> **HOW TO COMPLETE THIS TASK**:
A complete response lists each line of the data below that includes the word "them".

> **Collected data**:
________________
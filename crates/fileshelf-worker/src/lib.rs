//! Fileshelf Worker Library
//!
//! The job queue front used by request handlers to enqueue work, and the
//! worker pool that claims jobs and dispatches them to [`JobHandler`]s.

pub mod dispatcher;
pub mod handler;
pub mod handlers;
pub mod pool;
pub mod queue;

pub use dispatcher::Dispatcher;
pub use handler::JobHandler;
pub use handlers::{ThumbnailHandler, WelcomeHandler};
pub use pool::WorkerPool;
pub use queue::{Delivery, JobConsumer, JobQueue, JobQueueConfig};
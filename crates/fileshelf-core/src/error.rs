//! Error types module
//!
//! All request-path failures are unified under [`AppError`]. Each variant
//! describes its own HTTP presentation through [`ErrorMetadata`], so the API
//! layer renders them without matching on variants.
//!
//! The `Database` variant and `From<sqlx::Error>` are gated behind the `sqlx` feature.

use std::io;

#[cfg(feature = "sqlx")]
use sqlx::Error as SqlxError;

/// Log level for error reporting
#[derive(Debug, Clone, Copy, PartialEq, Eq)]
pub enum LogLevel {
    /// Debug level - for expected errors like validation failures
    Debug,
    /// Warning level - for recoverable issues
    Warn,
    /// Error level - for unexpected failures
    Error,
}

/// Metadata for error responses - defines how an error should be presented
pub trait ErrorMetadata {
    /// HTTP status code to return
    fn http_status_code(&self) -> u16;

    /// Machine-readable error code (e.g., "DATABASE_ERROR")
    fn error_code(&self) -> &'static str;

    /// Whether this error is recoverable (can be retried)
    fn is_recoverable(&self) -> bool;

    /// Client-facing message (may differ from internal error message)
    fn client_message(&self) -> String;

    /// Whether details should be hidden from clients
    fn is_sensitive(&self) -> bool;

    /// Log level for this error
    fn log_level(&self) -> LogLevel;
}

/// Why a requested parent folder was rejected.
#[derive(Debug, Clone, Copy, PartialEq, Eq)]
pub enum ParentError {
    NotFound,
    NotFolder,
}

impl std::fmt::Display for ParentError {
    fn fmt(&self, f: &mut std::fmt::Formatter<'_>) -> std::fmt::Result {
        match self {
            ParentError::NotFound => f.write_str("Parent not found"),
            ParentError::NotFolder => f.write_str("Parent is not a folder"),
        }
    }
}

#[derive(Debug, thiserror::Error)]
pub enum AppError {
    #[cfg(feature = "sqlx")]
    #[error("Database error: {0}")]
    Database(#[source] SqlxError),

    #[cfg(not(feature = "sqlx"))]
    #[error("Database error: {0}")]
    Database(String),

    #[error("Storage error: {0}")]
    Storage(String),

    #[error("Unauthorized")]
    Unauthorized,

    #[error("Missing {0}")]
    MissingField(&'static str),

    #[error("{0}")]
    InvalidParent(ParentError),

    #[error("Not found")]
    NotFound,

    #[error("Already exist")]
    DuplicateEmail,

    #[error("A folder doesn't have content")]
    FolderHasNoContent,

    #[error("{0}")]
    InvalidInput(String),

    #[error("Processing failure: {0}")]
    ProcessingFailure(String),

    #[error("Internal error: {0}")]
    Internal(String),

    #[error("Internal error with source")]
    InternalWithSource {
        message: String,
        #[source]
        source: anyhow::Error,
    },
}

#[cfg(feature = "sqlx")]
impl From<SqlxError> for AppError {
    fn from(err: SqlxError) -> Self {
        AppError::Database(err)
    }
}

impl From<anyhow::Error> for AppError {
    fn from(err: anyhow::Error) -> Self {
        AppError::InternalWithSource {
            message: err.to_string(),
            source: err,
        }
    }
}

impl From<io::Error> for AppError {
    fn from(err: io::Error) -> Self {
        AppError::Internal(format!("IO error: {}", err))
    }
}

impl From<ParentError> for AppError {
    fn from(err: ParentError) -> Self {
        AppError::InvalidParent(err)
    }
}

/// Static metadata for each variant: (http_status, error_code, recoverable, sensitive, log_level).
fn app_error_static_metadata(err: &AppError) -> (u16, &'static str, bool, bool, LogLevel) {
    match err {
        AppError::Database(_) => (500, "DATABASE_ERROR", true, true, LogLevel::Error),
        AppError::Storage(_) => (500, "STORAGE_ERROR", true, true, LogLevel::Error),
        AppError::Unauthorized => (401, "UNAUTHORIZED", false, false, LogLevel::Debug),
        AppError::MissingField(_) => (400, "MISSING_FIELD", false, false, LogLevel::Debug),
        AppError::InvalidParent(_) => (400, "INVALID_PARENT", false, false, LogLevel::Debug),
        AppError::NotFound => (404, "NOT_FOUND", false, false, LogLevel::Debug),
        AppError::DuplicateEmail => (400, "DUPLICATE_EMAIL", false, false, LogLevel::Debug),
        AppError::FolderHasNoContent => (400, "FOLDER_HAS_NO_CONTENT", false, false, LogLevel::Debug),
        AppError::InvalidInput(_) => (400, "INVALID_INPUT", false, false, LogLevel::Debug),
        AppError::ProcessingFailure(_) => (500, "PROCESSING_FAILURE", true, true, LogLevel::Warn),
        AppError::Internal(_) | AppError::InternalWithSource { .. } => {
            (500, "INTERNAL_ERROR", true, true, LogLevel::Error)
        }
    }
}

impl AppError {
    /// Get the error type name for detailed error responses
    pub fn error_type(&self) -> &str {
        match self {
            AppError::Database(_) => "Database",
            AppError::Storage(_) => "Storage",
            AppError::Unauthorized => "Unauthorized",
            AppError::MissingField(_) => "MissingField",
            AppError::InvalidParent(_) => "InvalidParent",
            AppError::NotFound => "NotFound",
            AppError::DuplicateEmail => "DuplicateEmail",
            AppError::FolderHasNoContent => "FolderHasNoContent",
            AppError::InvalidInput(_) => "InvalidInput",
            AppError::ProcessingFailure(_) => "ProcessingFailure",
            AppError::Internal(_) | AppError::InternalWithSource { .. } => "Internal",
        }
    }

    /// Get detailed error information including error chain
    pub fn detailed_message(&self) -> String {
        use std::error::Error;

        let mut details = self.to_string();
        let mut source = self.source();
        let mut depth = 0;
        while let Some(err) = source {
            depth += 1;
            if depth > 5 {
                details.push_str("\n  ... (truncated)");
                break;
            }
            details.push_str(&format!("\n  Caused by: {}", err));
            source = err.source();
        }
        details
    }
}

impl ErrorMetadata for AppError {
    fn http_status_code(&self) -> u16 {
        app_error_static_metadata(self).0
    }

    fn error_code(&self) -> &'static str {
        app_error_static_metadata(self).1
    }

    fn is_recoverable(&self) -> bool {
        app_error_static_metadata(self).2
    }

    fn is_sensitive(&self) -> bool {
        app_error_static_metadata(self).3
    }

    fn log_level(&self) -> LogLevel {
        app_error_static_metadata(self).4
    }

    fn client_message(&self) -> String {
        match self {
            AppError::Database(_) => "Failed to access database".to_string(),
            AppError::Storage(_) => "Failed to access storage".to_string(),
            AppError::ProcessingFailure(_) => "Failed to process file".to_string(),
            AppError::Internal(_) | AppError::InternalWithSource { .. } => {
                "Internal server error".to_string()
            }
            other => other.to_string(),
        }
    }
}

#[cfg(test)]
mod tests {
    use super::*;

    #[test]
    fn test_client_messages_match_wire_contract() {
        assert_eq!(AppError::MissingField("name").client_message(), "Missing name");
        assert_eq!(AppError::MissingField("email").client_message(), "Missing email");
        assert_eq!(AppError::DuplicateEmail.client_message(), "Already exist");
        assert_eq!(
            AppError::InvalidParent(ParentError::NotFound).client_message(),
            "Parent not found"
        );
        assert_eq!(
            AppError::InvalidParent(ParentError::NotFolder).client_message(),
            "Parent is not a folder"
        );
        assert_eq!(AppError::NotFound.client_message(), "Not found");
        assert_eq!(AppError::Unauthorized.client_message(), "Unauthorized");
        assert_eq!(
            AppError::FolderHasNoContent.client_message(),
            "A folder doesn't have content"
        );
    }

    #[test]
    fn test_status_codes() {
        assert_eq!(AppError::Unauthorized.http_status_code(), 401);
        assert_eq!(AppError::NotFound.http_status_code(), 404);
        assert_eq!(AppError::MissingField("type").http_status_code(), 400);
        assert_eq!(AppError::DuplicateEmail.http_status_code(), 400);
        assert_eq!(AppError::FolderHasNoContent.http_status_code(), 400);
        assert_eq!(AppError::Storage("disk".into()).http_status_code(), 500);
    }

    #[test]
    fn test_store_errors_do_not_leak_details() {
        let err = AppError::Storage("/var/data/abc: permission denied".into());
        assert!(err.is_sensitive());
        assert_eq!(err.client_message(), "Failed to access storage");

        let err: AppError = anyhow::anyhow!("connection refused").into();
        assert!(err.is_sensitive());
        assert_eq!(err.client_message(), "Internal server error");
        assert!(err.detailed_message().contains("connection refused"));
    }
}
________________
> **ANSWER TO THIS EXERCISE**:
//! worker pool that claims jobs and dispatches them to [`JobHandler`]s.
//! layer renders them without matching on variants.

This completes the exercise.